== PROBLEM REQUIREMENTS ==
For each line below that contains the word "must", return that line.

== DATASET EXCERPTS ==
//! Response cache-control policy.
//!
//! # Responsibilities
//! - Classify request paths into cache classes
//! - Set `Cache-Control` on responses that did not choose their own
//!
//! # Design Decisions
//! - Pure classification function, no state
//! - No regex in the hot path (extension and substring checks only)
//! - Handlers that set their own directive win

use axum::{
    extract::Request,
    http::header::CACHE_CONTROL,
    http::HeaderValue,
    middleware::Next,
    response::Response,
};

const IMMUTABLE_EXTENSIONS: &[&str] = &["js", "css", "woff2", "ttf", "otf", "eot"];
const IMAGE_EXTENSIONS: &[&str] = &["png", "jpg", "jpeg", "gif", "webp", "ico", "svg"];
const METADATA_MARKERS: &[&str] = &["manifest", "browserconfig", "robots", "sitemap"];

/// Map a request path to its cache-control directive.
pub fn directive_for(path: &str) -> &'static str {
    let lower = path.to_lowercase();
    let extension = lower.rsplit_once('.').map(|(_, ext)| ext).unwrap_or("");

    if lower.contains("/immutable/") || IMMUTABLE_EXTENSIONS.contains(&extension) {
        // Versioned/hashed assets never change in place.
        "public, max-age=31536000, immutable"
    } else if IMAGE_EXTENSIONS.contains(&extension) {
        "public, max-age=2592000"
    } else if lower == "/"
        || extension == "html"
        || lower.starts_with("/apple")
        || lower.starts_with("/imessage")
    {
        "public, max-age=3600, must-revalidate"
    } else if METADATA_MARKERS.iter().any(|m| lower.contains(m)) {
        "public, max-age=86400"
    } else {
        "public, max-age=3600"
    }
}

/// Middleware applying [`directive_for`] to responses without a directive.
pub async fn apply_cache_policy(request: Request, next: Next) -> Response {
    let path = request.uri().path().to_string();
    let mut response = next.run(request).await;

    if !response.headers().contains_key(CACHE_CONTROL) {
        response
            .headers_mut()
            .insert(CACHE_CONTROL, HeaderValue::from_static(directive_for(&path)));
    }

    response
}

#[cfg(test)]
mod tests {
    use super::*;

    #[test]
    fn test_immutable_assets() {
        assert_eq!(
            directive_for("/_app/immutable/chunk.abc123.js"),
            "public, max-age=31536000, immutable"
        );
        assert_eq!(
            directive_for("/fonts/inter.woff2"),
            "public, max-age=31536000, immutable"
        );
    }

    #[test]
    fn test_images() {
        assert_eq!(directive_for("/icons/logo.PNG"), "public, max-age=2592000");
        assert_eq!(directive_for("/qr.svg"), "public, max-age=2592000");
    }

    #[test]
    fn test_html_routes() {
        assert_eq!(directive_for("/"), "public, max-age=3600, must-revalidate");
        assert_eq!(
            directive_for("/about.html"),
            "public, max-age=3600, must-revalidate"
        );
        assert_eq!(
            directive_for("/imessage"),
            "public, max-age=3600, must-revalidate"
        );
    }

    #[test]
    fn test_metadata_files() {
        assert_eq!(directive_for("/robots.txt"), "public, max-age=86400");
        assert_eq!(directive_for("/sitemap.xml"), "public, max-age=86400");
        assert_eq!(directive_for("/site.webmanifest"), "public, max-age=86400");
    }

    #[test]
    fn test_fallback() {
        assert_eq!(directive_for("/gh"), "public, max-age=3600");
    }
}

== ANSWER AREA ==
        "public, max-age=3600, must-revalidate"
        assert_eq!(directive_for("/"), "public, max-age=3600, must-revalidate");
            "public, max-age=3600, must-revalidate"
            "public, max-age=3600, must-revalidate"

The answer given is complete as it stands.